Did you know that each generation has unique strengths? If you’re a millennial (born between 1981 and 1996), you may not even be aware what tools are in your “toolkit” to tackle the pandemic challenges. In this guest blog, author Carolyn Fore PhD shares insight from her research that provides clues for how Millennials can shine during these times.
This is a great time for Millennials to step up and use the leadership traits they excel in to provide excellent leadership for their organization or cause. Four areas in which Millennials have an advantage over their older co-workers are: technology, passion, collaboration, and social consciousness. Let’s explore each of these and how Millennials can use their strengths to excel in today’s workplace.
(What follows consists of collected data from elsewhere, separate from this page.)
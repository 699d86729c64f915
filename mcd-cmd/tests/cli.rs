use mcd_cmd::{run, ChartKind, Command};
use std::fs;
use std::path::PathBuf;

const CATALOG: &str = "\
artist_name,artist_popularity,artist_followers,track_popularity,track_duration_min,explicit,artist_genres,album_release_date
Drake,95,90000000,80,3.5,TRUE,hip hop,2015-07-31
Drake,95,90000000,70,4.5,false,hip hop,2016-04-29
Taylor Swift,100,100000000,90,4.0,false,pop,2014-10-27
Indie Band,40,1200,20,5.0,false,,2010
,88,10,50,3.0,false,pop,2012
Broken,not-a-number,10,50,3.0,false,pop,2012
";

fn write_catalog(dir: &tempfile::TempDir) -> PathBuf {
    let path = dir.path().join("catalog.csv");
    fs::write(&path, CATALOG).unwrap();
    path
}

#[test]
fn render_writes_three_charts_in_two_rows() {
    let dir = tempfile::tempdir().unwrap();
    let data = write_catalog(&dir);
    let out = dir.path().join("dashboard.html");

    run(Command::Render {
        data: Some(data),
        out: out.clone(),
        config: None,
        width: Some(1000.0),
        height: Some(800.0),
        seed: Some(11),
    })
    .unwrap();

    let html = fs::read_to_string(&out).unwrap();
    assert!(html.starts_with("<!DOCTYPE html>"));
    assert!(html.contains(r#"<svg id="bar-svg" xmlns="http://www.w3.org/2000/svg" width="1000" height="400""#));
    assert!(html.contains(r#"<svg id="scatter-svg" xmlns="http://www.w3.org/2000/svg" width="500" height="400""#));
    assert!(html.contains(r#"<svg id="parallel-svg""#));
    assert!(!html.contains("stream-svg"));
    // Drake and Taylor Swift clear the popularity threshold
    assert_eq!(html.matches("<circle").count(), 2);
    assert_eq!(html.matches("<polyline").count(), 2);
}

#[test]
fn render_with_missing_data_still_writes_blank_charts() {
    let dir = tempfile::tempdir().unwrap();
    let out = dir.path().join("dashboard.html");

    run(Command::Render {
        data: Some(dir.path().join("missing.csv")),
        out: out.clone(),
        config: None,
        width: None,
        height: None,
        seed: None,
    })
    .unwrap();

    let html = fs::read_to_string(&out).unwrap();
    assert!(html.contains(r#"<svg id="bar-svg""#));
    assert!(!html.contains("<rect"));
    assert!(!html.contains("<circle"));
}

#[test]
fn chart_command_writes_a_streamgraph() {
    let dir = tempfile::tempdir().unwrap();
    let data = write_catalog(&dir);
    let out = dir.path().join("stream.svg");

    run(Command::Chart {
        kind: ChartKind::Stream,
        data: Some(data),
        out: out.clone(),
        config: None,
        width: Some(800.0),
        height: Some(400.0),
        seed: None,
    })
    .unwrap();

    let svg = fs::read_to_string(&out).unwrap();
    assert!(svg.starts_with(r#"<svg id="stream-svg""#));
    assert_eq!(svg.matches("<polygon").count(), 4);
    assert!(svg.contains("Artists"));
}

#[test]
fn settings_file_feeds_the_chart_command() {
    let dir = tempfile::tempdir().unwrap();
    let data = write_catalog(&dir);
    let settings = dir.path().join("settings.json");
    fs::write(
        &settings,
        format!(
            r#"{{"data_path": {:?}, "width": 320, "height": 240, "popularity_threshold": 99}}"#,
            data.to_string_lossy()
        ),
    )
    .unwrap();
    let out = dir.path().join("scatter.svg");

    run(Command::Chart {
        kind: ChartKind::Scatter,
        data: None,
        out: out.clone(),
        config: Some(settings),
        width: None,
        height: None,
        seed: Some(1),
    })
    .unwrap();

    let svg = fs::read_to_string(&out).unwrap();
    assert!(svg.contains(r#"width="320" height="240""#));
    // only Taylor Swift reaches 99
    assert_eq!(svg.matches("<circle").count(), 1);
}

#[test]
fn summary_fails_on_a_missing_file() {
    let dir = tempfile::tempdir().unwrap();
    let result = run(Command::Summary {
        kind: ChartKind::Bar,
        data: Some(dir.path().join("missing.csv")),
        config: None,
    });
    assert!(result.is_err());
}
Millennials are known for their ability to use technology, and in this time of social distancing, being comfortable with technology is more important than ever. Whether it’s to use Zoom to get a group together, or one of the many social media platforms to spread the message, Millennials are more adept at these skills than older workers. Millennials have been using these technology platforms for years, so there is no learning curve. What may have been a criticism of a Millennial in the past for their time spent using their smartphone at work is now viewed as an asset as older workers ask for help navigating the digital workplace.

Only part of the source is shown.